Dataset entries
────────────────────────────────────────

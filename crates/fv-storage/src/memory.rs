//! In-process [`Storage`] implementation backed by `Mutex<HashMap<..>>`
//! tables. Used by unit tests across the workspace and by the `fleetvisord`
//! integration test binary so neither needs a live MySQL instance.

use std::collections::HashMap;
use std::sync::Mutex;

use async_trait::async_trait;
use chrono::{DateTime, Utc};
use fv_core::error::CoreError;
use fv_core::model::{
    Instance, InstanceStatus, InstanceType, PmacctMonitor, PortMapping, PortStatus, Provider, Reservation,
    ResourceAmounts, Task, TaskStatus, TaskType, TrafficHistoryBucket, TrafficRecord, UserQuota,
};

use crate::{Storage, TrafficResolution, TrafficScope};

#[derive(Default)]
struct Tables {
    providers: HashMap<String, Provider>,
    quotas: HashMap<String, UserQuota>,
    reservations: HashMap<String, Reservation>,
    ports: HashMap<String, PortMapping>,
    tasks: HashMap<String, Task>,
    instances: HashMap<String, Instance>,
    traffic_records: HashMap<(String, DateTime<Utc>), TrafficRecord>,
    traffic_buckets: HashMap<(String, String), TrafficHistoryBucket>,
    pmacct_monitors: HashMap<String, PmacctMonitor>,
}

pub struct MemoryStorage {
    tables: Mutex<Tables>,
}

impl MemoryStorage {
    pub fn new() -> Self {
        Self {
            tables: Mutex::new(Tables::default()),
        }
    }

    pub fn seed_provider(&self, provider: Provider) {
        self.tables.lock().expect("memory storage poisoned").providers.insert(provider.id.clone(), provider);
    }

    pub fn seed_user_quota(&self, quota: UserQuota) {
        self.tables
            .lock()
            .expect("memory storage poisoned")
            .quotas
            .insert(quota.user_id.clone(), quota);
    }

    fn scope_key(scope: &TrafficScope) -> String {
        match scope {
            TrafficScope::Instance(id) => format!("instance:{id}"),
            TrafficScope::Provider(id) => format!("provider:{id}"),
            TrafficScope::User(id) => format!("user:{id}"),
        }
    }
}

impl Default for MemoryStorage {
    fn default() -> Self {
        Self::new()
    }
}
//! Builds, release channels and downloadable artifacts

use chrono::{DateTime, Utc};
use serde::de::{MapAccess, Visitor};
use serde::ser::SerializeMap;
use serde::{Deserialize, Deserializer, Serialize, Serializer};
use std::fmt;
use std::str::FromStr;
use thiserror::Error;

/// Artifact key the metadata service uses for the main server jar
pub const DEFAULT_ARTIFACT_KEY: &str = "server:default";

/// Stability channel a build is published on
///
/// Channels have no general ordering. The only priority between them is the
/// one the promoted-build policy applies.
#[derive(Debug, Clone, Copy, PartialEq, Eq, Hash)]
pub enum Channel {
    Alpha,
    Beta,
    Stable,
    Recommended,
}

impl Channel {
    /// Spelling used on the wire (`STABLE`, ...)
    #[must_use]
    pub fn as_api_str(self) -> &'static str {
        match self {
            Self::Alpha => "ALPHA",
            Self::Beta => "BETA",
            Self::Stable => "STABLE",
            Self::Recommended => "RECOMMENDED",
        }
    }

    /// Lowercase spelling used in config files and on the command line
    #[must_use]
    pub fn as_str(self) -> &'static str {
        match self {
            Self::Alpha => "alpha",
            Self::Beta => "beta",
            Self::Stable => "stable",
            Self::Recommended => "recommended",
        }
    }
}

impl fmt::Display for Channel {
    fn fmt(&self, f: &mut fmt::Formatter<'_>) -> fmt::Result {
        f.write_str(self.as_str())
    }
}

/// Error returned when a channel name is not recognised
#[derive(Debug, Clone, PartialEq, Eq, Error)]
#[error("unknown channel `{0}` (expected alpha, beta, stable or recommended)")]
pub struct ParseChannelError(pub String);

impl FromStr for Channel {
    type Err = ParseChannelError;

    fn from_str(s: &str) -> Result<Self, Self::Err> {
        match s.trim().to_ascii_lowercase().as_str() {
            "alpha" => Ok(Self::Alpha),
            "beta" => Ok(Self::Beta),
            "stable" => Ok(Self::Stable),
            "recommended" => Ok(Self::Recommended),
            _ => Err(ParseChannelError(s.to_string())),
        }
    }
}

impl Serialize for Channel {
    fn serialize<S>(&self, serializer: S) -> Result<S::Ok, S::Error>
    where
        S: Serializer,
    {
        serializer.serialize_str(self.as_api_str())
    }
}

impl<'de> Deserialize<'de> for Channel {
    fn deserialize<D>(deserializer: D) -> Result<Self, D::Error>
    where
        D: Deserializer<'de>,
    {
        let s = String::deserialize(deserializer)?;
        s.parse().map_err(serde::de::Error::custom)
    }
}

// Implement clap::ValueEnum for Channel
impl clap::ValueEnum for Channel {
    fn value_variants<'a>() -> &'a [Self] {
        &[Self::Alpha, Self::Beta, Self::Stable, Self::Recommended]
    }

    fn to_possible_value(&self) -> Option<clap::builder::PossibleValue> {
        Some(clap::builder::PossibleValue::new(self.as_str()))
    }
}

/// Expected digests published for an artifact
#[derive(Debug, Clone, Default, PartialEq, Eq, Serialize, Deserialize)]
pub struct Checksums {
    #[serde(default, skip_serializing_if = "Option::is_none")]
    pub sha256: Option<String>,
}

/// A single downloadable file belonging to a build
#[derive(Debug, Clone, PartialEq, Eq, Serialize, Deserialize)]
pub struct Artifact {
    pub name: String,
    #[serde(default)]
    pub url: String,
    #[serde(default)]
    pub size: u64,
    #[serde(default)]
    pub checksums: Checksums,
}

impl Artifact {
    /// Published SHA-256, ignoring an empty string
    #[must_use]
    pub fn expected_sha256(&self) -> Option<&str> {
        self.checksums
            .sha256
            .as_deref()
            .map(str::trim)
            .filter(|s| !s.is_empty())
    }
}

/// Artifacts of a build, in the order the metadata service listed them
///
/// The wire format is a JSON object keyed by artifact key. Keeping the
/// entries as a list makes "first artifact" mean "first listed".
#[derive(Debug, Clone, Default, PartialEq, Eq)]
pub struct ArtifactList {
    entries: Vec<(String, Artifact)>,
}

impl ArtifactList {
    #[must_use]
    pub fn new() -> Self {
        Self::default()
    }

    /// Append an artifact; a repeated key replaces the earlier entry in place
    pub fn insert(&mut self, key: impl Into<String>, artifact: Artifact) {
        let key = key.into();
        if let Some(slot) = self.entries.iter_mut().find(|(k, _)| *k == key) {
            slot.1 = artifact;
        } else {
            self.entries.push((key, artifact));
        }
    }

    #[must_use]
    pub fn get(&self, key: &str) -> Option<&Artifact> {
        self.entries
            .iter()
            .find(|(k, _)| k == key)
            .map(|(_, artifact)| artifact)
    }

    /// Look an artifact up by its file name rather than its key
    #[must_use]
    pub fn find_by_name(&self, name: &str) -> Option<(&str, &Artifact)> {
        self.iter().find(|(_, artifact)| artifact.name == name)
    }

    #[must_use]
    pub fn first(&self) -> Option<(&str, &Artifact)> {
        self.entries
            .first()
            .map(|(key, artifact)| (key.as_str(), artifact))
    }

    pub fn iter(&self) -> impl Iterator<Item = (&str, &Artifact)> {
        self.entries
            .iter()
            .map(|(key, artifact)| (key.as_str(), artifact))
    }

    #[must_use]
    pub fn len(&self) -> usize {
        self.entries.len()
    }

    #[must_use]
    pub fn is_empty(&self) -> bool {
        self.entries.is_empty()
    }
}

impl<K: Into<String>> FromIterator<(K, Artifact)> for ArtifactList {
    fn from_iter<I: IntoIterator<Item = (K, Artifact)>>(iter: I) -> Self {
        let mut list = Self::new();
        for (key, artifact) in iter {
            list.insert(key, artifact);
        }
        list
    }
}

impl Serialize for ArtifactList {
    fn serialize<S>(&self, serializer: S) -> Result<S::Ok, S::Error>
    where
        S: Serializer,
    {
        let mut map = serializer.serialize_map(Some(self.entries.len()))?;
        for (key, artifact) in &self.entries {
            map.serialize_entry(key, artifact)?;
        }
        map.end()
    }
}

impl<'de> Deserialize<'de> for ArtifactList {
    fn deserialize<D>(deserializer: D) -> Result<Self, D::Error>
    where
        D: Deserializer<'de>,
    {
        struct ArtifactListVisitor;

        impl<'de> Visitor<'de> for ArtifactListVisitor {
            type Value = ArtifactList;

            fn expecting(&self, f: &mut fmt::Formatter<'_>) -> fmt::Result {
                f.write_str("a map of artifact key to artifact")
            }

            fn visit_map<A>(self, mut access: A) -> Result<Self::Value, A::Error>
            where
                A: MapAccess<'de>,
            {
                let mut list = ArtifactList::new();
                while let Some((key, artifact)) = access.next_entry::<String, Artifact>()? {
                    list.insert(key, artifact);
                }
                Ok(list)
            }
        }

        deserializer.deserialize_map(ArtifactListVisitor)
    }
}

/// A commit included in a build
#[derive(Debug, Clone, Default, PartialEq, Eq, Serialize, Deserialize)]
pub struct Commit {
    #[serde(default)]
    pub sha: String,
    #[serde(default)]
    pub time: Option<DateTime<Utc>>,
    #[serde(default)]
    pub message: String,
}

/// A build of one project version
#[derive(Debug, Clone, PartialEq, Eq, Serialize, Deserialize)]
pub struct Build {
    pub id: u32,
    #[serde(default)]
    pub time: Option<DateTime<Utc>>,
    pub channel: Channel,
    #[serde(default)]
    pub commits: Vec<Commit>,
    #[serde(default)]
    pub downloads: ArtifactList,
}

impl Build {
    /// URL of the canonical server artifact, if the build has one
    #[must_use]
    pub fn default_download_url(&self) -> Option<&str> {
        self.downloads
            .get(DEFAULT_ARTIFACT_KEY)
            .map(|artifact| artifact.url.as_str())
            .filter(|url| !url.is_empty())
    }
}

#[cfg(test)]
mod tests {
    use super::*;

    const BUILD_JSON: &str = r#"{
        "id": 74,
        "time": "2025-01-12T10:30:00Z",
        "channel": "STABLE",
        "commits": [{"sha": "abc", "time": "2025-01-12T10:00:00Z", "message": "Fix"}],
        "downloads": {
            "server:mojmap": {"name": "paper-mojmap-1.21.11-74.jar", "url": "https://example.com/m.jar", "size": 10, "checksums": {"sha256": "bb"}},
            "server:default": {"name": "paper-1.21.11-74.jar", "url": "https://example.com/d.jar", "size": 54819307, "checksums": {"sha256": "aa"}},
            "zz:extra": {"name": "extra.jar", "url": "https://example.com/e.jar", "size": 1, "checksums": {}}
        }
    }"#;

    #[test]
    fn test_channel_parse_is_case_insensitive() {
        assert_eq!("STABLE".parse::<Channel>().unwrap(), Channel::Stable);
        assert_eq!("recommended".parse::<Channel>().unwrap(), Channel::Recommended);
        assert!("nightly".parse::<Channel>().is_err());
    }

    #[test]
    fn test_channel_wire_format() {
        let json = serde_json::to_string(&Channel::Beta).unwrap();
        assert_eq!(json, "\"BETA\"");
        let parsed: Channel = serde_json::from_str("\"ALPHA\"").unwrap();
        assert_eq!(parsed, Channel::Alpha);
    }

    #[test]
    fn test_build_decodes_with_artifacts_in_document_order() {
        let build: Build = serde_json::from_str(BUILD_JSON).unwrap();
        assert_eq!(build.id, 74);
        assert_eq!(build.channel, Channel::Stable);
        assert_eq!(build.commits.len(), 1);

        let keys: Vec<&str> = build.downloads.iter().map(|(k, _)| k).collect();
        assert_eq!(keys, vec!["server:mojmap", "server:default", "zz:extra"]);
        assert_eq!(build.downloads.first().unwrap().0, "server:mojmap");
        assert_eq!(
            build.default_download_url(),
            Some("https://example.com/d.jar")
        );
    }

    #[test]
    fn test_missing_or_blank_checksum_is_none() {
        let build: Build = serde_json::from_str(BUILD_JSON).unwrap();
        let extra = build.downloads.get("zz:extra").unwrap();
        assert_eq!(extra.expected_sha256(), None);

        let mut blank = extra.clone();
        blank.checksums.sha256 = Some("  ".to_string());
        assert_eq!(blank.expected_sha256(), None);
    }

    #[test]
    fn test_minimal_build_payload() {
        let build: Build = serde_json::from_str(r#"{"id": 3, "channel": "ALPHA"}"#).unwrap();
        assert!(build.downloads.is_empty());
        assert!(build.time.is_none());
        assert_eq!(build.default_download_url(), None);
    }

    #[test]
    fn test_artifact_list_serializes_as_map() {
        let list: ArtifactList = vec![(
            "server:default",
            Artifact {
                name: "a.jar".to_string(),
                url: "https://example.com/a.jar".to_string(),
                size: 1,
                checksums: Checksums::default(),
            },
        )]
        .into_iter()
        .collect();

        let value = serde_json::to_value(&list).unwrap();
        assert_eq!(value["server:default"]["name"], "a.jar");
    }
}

────────────────────────────────────────

* _What you will do_: Gather each line of the records holding the string "unwrap".

* _Finished task_:
        assert_eq!("STABLE".parse::<Channel>().unwrap(), Channel::Stable);
        assert_eq!("recommended".parse::<Channel>().unwrap(), Channel::Recommended);
        let json = serde_json::to_string(&Channel::Beta).unwrap();
        let parsed: Channel = serde_json::from_str("\"ALPHA\"").unwrap();
        let build: Build = serde_json::from_str(BUILD_JSON).unwrap();
        assert_eq!(build.downloads.first().unwrap().0, "server:mojmap");
        let build: Build = serde_json::from_str(BUILD_JSON).unwrap();
        let extra = build.downloads.get("zz:extra").unwrap();
        let build: Build = serde_json::from_str(r#"{"id": 3, "channel": "ALPHA"}"#).unwrap();
        let value = serde_json::to_value(&list).unwrap();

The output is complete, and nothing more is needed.